Down-the-line procurement involves local people visiting the Chivay source and acquiring goods to supply the reciprocal exchange network, however large that it may be. In the quarry area one should expect local visitors, and therefore local styles in both discarded materials and local architecture. Procurement may take place in the context of embedded economic activities, such as hunting forays into the high country or pasturing of camelids in the rich bofedal adjacent to the source.

If reciprocation for obsidian takes the form of portable objects, such as non-local ceramics, one may encounter diagnostic, non-local goods in the communities adjacent to the obsidian source. These may be in the form of styles belonging to neighboring communities, or more exotic styles may be found on non-local goods that could have arrived through the exchange network from even more distant areas. There is a high likelihood that reciprocation for obsidian would have taken place in other forms as well: goods that are perishable, labor, or other assets that are otherwise less easy to detect.

If locals are involved obsidian procurement at the Chivay source one may also find that the large nodules available at the Chivay source are used in the local economy as well. That is, if nodules in the Chivay source are up to 30cm in length then large flakes, either cortical or non-cortical, may be expected to have been discarded in residential contexts in local communities. If large nodules are available then those that are not exchanged with reciprocal partners are put to use for local needs. Thus when large cores and flakes are procured in the Chivay source area, then appropriately large flakes should be discarded in the middens of communities in the adjacent consumption zone in the upper Colca.

Procurement and initial reduction at the source will have relatively low variability because it is conducted by the same local methods. Local people will have better knowledge of high quality extraction loci and perhaps there is lower variability in procurement locations as a result. As reciprocity networks, and particularly barter arrangements, are contingent on visual attributes of bartered items one should expect medium reduction of material at the source or in the adjacent communities. At the very least, nodules will be partially decorticated and an initial strike that provides entry into the core should be expected, as this serves to expose the quality of material on the interior to barter partners. Furthermore, if transport does not involve camelid cargo animals (because reciprocity is either taking place pre-domestication during the Archaic Forager period, or otherwise does not involve camelids) one might expect a greater concern for the weight of the nodules and therefore further reduction in the vicinity of the obsidian source.

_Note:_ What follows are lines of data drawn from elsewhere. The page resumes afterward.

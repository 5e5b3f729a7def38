use async_trait::async_trait;
use thiserror::Error;

use concierge_core::domain::event::SessionId;
use concierge_core::domain::session::Turn;

pub mod memory;
pub mod session;

pub use memory::InMemorySessionRepository;
pub use session::SqlSessionRepository;

#[derive(Debug, Error)]
pub enum RepositoryError {
    #[error("database error: {0}")]
    Database(#[from] sqlx::Error),
    #[error("decode error: {0}")]
    Decode(String),
}

/// Session-keyed conversation history.
#[async_trait]
pub trait SessionRepository: Send + Sync {
    /// Most recent `limit` turns of the session, oldest first.
    async fn load_recent(
        &self,
        session_id: &SessionId,
        limit: u32,
    ) -> Result<Vec<Turn>, RepositoryError>;

    /// Appends turns after the last recorded one, preserving their order.
    async fn append(&self, session_id: &SessionId, turns: &[Turn]) -> Result<(), RepositoryError>;
}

More advanced reduction may also be expected as it minimizes risk and waste by producing blanks, preforms, and prepared cores in the vicinity of the source where obsidian is abundant. However, according to the Down-the-line model producers have the greatest social distance, and therefore the least information, about their consumers. Advanced reduction limits the possible forms that artifacts may take, and therefore producers would need to know what kinds of tools consumers were planning to produce in order to move beyond initial stages of reduction. Thus medium level reduction might be expected, but not an abundance of advanced reduction at the Chivay obsidian source.